[Opening Provided entries section]
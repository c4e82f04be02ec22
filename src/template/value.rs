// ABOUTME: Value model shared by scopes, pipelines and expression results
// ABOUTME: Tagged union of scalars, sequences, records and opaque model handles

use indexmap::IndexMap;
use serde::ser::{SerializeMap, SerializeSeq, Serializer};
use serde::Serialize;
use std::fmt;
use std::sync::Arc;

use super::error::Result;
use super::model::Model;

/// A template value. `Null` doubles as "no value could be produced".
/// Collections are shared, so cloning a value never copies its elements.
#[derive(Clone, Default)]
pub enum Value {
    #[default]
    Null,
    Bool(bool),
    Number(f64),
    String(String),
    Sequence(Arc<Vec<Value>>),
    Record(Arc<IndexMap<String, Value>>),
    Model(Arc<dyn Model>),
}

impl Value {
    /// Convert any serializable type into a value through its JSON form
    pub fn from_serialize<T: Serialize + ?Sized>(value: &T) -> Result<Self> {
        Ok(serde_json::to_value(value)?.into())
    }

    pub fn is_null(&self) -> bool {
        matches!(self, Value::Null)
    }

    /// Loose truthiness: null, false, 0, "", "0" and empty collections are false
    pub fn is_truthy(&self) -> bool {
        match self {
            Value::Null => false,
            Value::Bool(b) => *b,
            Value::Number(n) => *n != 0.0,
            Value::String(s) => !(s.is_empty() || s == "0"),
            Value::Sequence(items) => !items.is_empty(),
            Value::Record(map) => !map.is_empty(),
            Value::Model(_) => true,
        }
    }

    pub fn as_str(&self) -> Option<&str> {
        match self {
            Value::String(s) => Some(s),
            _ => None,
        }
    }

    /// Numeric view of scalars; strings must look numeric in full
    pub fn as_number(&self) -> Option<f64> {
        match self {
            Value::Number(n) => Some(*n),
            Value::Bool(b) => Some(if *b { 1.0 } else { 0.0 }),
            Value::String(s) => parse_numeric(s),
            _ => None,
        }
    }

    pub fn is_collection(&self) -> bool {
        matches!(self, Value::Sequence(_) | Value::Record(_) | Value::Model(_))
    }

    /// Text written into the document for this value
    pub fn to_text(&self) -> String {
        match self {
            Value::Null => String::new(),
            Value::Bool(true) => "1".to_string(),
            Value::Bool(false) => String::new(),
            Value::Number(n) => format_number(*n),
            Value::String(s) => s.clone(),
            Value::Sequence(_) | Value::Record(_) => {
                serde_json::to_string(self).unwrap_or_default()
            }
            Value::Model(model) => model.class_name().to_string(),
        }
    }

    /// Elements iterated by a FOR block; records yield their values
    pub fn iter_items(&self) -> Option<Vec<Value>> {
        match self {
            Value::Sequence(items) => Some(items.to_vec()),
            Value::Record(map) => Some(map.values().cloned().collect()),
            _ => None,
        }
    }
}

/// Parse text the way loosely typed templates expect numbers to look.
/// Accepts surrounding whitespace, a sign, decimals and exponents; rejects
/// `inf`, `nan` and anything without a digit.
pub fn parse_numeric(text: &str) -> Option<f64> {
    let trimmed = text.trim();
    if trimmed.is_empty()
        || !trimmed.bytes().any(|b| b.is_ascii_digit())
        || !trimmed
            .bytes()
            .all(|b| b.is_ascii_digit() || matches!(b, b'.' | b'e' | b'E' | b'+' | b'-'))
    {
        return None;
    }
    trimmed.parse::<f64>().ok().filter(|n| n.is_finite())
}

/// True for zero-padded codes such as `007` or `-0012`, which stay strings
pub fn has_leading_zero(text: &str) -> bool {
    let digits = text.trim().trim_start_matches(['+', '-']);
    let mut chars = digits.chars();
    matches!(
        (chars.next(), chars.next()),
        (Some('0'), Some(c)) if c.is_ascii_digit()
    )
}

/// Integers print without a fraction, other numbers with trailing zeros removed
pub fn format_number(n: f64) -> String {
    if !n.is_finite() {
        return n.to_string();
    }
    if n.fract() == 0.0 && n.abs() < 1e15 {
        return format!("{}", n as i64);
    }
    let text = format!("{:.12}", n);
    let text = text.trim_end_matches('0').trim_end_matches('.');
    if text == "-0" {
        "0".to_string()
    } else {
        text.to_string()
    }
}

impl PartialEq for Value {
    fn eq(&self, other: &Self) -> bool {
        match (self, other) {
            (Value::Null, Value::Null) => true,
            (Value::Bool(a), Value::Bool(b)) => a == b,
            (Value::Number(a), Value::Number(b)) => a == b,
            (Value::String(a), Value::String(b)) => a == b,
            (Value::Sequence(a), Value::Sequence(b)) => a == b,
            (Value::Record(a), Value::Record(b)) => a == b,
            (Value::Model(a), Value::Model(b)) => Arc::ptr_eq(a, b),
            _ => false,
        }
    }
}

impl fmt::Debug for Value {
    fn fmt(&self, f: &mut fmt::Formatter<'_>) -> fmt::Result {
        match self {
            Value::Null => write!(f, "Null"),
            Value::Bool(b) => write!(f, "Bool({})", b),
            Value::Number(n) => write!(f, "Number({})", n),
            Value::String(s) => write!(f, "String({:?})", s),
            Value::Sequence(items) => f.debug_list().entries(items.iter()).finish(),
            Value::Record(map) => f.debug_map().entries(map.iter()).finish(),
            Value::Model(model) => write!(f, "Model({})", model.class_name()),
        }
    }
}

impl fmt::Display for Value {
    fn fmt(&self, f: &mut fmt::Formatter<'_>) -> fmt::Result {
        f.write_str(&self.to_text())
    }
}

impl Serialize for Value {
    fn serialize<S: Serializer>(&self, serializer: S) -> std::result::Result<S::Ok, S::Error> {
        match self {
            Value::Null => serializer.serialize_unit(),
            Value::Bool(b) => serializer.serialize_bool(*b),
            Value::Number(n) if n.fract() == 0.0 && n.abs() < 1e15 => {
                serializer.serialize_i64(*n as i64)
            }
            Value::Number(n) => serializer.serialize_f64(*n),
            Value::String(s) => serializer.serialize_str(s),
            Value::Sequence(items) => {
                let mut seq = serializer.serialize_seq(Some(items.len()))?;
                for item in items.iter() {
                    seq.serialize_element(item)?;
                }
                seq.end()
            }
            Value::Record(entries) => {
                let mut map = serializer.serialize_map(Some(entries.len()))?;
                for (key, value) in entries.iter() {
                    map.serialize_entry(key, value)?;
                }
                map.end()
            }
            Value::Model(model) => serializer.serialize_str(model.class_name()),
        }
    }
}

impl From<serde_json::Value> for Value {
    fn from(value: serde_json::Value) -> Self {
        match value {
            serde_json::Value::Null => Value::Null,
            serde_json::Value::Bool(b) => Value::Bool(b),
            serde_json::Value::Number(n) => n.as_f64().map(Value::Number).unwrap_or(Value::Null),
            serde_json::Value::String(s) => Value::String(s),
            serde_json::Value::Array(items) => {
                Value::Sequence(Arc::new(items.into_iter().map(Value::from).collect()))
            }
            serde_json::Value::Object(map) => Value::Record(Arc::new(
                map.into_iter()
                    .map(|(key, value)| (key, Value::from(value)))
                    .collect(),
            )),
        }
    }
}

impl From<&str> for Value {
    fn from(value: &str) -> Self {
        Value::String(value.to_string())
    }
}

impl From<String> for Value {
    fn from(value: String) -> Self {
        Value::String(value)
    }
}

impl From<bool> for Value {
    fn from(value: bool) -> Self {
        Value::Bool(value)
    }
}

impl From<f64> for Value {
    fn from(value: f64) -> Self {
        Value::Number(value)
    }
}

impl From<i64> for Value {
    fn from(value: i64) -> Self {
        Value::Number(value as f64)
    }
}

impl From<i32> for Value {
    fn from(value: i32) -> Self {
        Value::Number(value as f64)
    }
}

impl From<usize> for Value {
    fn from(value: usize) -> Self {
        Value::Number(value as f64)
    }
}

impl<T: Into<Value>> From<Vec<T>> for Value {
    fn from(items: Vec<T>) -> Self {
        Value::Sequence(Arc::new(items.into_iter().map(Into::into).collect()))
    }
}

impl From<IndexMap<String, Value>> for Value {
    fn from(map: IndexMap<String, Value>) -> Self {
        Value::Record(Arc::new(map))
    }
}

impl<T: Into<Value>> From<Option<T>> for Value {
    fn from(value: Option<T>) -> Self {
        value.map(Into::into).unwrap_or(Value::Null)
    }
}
[Closing Provided entries section]
[Opening Provided entries section]
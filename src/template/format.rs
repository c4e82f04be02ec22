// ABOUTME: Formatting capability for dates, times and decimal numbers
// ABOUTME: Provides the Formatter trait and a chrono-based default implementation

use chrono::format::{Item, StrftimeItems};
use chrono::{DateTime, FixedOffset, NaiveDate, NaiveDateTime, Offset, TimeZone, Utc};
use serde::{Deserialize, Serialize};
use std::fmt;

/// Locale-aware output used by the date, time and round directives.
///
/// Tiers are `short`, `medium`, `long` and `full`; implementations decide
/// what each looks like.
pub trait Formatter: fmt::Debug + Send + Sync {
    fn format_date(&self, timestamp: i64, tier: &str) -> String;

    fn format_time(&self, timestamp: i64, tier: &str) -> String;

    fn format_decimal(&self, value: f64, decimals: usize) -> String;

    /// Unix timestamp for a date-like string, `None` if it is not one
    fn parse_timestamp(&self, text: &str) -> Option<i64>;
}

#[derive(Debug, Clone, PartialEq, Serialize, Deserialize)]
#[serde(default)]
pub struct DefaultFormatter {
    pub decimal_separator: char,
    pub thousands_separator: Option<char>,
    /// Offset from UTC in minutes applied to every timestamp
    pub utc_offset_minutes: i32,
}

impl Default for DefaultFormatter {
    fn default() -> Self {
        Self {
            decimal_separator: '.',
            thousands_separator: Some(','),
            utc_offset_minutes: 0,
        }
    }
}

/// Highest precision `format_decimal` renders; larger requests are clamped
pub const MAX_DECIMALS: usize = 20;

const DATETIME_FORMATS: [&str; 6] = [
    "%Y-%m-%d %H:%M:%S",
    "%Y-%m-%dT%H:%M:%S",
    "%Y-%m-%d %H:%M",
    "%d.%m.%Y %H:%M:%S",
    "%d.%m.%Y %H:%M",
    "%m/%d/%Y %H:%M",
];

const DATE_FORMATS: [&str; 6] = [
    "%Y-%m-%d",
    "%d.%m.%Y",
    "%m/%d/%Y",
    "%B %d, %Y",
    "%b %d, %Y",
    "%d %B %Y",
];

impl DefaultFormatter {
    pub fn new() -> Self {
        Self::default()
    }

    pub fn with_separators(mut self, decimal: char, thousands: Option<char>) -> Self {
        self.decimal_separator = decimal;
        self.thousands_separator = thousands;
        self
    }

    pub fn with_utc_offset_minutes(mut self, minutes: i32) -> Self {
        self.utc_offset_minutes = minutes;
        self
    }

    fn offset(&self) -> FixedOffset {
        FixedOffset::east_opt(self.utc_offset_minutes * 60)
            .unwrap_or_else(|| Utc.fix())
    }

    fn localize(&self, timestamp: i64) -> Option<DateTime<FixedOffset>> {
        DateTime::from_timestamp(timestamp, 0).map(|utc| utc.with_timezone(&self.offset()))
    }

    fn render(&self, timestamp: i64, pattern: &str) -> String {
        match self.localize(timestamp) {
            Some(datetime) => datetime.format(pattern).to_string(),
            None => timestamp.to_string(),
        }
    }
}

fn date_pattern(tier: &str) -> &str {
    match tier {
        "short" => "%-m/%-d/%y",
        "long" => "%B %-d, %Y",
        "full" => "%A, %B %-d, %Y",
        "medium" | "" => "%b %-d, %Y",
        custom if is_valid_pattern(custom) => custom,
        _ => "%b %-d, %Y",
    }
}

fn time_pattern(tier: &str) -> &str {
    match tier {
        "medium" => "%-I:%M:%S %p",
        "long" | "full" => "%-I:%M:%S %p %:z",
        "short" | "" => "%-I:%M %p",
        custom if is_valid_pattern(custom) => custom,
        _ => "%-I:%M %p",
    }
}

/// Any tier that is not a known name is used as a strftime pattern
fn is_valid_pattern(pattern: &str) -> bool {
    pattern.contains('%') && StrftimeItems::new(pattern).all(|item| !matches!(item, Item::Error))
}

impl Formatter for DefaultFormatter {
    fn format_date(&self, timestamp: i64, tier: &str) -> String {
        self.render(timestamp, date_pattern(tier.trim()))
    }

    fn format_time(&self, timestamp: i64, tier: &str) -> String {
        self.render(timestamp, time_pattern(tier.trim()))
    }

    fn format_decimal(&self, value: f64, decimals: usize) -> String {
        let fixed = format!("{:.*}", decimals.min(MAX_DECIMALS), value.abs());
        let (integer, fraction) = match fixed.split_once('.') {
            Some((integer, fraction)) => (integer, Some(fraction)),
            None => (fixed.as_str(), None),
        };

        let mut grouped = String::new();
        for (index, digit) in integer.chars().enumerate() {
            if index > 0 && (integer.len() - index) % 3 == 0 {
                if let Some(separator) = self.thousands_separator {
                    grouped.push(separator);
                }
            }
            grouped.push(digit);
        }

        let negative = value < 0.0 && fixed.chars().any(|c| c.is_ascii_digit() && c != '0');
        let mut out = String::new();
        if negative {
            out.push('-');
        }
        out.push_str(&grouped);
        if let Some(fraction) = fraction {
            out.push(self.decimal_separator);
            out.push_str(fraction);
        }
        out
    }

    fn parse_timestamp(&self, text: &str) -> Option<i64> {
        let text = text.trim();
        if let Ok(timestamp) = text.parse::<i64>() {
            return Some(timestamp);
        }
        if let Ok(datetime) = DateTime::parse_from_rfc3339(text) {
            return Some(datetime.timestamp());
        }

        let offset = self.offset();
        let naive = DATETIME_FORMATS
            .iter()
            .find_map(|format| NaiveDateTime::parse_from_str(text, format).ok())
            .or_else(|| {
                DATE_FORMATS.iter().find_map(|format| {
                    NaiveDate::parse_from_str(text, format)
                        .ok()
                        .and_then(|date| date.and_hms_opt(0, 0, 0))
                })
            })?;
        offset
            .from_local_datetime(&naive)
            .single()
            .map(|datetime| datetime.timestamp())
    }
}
[Closing Provided entries section]
[Opening Provided entries section]
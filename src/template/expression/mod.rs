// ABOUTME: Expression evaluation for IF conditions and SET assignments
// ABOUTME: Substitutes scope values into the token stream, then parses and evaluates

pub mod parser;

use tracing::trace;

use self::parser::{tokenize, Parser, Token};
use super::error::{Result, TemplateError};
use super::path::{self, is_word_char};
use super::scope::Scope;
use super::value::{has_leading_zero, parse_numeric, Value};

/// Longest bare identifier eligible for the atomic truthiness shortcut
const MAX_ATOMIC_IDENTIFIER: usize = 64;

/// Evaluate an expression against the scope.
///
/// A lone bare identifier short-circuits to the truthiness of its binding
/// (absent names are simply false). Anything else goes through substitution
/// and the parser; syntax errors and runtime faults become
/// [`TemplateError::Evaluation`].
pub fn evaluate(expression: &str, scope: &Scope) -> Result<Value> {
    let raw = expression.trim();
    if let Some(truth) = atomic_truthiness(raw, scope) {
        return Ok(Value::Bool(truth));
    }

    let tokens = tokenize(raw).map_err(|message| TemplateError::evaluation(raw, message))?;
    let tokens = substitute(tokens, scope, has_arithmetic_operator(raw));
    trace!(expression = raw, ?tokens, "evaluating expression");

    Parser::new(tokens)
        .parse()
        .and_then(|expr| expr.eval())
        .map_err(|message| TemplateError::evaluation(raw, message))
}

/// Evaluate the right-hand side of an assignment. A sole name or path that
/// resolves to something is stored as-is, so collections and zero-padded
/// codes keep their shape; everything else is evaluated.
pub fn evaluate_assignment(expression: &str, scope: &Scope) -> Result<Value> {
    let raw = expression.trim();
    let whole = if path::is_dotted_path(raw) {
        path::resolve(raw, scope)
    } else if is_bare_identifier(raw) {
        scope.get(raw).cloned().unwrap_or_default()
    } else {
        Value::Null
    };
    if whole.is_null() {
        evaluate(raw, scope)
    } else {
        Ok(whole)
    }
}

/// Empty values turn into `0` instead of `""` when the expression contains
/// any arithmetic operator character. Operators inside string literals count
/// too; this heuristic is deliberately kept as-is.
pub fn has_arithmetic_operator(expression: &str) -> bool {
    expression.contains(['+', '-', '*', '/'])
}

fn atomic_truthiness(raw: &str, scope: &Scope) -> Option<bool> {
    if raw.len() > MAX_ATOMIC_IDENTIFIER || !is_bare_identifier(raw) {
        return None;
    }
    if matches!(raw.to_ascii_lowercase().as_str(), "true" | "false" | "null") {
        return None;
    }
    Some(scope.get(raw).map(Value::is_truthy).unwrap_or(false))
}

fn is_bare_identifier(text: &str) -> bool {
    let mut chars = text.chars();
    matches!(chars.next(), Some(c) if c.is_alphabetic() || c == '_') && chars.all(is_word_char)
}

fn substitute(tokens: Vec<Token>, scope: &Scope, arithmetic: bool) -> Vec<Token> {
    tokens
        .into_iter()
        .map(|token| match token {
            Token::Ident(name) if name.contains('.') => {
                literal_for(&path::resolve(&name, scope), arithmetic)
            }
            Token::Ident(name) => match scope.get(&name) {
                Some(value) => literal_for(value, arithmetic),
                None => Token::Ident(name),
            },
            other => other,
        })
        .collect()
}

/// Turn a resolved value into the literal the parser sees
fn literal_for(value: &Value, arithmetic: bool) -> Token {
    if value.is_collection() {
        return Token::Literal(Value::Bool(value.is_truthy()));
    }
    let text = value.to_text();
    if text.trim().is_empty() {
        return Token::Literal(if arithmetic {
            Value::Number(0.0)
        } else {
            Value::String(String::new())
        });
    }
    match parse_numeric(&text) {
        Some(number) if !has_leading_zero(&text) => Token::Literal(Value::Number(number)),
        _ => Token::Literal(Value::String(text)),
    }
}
[Closing Provided entries section]
- **Work instructions**:
Look above for the line holding "it is not one". Print it and every line after it, exactly, through the line holding "fn localize(&self, timestamp: i64)".

- **Answer to the exercise**:
    /// Unix timestamp for a date-like string, `None` if it is not one
    fn parse_timestamp(&self, text: &str) -> Option<i64>;
}

#[derive(Debug, Clone, PartialEq, Serialize, Deserialize)]
#[serde(default)]
pub struct DefaultFormatter {
    pub decimal_separator: char,
    pub thousands_separator: Option<char>,
    /// Offset from UTC in minutes applied to every timestamp
    pub utc_offset_minutes: i32,
}

impl Default for DefaultFormatter {
    fn default() -> Self {
        Self {
            decimal_separator: '.',
            thousands_separator: Some(','),
            utc_offset_minutes: 0,
        }
    }
}

/// Highest precision `format_decimal` renders; larger requests are clamped
pub const MAX_DECIMALS: usize = 20;

const DATETIME_FORMATS: [&str; 6] = [
    "%Y-%m-%d %H:%M:%S",
    "%Y-%m-%dT%H:%M:%S",
    "%Y-%m-%d %H:%M",
    "%d.%m.%Y %H:%M:%S",
    "%d.%m.%Y %H:%M",
    "%m/%d/%Y %H:%M",
];

const DATE_FORMATS: [&str; 6] = [
    "%Y-%m-%d",
    "%d.%m.%Y",
    "%m/%d/%Y",
    "%B %d, %Y",
    "%b %d, %Y",
    "%d %B %Y",
];

impl DefaultFormatter {
    pub fn new() -> Self {
        Self::default()
    }

    pub fn with_separators(mut self, decimal: char, thousands: Option<char>) -> Self {
        self.decimal_separator = decimal;
        self.thousands_separator = thousands;
        self
    }

    pub fn with_utc_offset_minutes(mut self, minutes: i32) -> Self {
        self.utc_offset_minutes = minutes;
        self
    }

    fn offset(&self) -> FixedOffset {
        FixedOffset::east_opt(self.utc_offset_minutes * 60)
            .unwrap_or_else(|| Utc.fix())
    }

    fn localize(&self, timestamp: i64) -> Option<DateTime<FixedOffset>> {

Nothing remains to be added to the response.